(Records excerpted from a collection)
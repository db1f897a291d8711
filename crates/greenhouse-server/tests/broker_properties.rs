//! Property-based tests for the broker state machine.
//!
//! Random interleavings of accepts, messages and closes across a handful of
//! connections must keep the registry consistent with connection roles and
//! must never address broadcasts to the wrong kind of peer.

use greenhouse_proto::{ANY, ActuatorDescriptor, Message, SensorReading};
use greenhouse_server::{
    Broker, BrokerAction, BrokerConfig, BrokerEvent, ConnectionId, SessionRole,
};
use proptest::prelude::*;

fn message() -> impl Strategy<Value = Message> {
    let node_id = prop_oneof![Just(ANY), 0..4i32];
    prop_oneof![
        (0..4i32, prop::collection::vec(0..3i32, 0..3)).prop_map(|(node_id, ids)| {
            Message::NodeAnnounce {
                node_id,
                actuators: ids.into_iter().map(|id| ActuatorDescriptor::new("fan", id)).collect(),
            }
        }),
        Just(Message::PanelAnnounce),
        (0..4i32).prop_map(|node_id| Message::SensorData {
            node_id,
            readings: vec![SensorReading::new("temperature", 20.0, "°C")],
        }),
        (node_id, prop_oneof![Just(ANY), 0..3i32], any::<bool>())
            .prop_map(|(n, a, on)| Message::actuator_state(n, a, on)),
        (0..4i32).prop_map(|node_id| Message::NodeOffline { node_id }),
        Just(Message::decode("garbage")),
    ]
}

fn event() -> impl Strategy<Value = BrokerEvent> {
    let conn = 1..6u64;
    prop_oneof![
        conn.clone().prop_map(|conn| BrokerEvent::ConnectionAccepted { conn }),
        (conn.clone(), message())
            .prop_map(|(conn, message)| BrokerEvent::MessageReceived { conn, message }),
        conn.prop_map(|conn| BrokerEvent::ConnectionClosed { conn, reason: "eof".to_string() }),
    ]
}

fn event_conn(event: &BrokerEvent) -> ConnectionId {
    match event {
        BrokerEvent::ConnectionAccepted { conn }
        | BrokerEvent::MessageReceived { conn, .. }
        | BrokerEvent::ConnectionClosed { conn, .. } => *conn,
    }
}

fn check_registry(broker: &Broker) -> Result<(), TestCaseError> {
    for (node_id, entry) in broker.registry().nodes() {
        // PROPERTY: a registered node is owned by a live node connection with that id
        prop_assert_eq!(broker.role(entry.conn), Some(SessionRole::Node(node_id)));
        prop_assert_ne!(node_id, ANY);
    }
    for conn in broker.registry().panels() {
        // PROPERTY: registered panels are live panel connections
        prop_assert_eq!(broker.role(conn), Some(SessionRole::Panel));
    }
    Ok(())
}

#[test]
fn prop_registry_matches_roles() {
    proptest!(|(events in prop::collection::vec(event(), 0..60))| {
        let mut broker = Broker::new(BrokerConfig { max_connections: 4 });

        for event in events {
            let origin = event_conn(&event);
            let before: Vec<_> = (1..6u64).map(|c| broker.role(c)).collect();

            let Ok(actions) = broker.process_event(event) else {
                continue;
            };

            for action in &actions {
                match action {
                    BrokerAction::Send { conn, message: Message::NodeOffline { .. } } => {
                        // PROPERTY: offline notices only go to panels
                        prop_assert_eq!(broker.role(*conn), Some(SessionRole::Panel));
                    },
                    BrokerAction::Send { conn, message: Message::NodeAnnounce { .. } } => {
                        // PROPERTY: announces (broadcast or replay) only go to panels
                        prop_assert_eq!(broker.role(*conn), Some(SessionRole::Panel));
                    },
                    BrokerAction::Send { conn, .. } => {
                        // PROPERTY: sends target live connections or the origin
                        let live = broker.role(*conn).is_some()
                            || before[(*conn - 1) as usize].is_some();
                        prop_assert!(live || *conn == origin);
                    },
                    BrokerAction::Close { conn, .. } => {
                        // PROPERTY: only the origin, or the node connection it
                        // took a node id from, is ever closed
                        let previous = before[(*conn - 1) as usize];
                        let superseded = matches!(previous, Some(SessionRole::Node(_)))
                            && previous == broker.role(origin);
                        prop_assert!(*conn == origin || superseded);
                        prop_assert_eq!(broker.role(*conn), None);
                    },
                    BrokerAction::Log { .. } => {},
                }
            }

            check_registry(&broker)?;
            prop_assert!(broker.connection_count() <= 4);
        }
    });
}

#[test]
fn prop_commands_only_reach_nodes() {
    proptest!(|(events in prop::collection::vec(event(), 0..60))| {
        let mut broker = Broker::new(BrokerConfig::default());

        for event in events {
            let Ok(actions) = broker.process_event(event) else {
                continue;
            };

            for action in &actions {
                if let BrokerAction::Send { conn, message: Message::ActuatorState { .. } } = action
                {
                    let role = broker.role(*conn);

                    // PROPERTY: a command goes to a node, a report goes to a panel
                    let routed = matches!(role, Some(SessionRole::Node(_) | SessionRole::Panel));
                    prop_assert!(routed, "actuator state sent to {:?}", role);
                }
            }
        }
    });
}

## TASK ITEM:
Among the records above, find the lines where the word "MessageReceived" appears and copy them.

## ANSWER BOX:
            .prop_map(|(conn, message)| BrokerEvent::MessageReceived { conn, message }),
        | BrokerEvent::MessageReceived { conn, .. }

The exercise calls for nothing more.